- _Saved entries_
####################

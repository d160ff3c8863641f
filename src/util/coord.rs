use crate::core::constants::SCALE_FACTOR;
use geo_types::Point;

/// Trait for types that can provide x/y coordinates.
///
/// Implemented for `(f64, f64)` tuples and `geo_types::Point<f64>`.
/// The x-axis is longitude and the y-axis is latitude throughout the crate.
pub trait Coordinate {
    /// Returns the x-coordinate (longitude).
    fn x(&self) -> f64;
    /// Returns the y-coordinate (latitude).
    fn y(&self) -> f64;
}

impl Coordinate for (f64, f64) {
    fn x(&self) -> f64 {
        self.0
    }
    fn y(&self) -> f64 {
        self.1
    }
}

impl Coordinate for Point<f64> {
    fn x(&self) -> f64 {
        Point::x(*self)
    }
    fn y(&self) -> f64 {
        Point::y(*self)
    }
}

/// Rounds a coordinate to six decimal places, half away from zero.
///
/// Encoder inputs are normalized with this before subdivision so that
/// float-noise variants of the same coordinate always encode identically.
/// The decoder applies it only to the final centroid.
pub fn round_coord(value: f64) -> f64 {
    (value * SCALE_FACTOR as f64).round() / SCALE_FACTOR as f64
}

####################

- _DIRECTIONS FOR THIS TASK_
Write out the data exactly as it stands.

- _TASK OUTPUT_
repository d160ff3c8863641f
filename src/util/coord.rs
use crate::core::constants::SCALE_FACTOR;
use geo_types::Point;

/// Trait for types that can provide x/y coordinates.
///
/// Implemented for `(f64, f64)` tuples and `geo_types::Point<f64>`.
/// The x-axis is longitude and the y-axis is latitude throughout the crate.
pub trait Coordinate {
    /// Returns the x-coordinate (longitude).
    fn x(&self) -> f64;
    /// Returns the y-coordinate (latitude).
    fn y(&self) -> f64;
}

impl Coordinate for (f64, f64) {
    fn x(&self) -> f64 {
        self.0
    }
    fn y(&self) -> f64 {
        self.1
    }
}

impl Coordinate for Point<f64> {
    fn x(&self) -> f64 {
        Point::x(*self)
    }
    fn y(&self) -> f64 {
        Point::y(*self)
    }
}

/// Rounds a coordinate to six decimal places, half away from zero.
///
/// Encoder inputs are normalized with this before subdivision so that
/// float-noise variants of the same coordinate always encode identically.
/// The decoder applies it only to the final centroid.
pub fn round_coord(value: f64) -> f64 {
    (value * SCALE_FACTOR as f64).round() / SCALE_FACTOR as f64
}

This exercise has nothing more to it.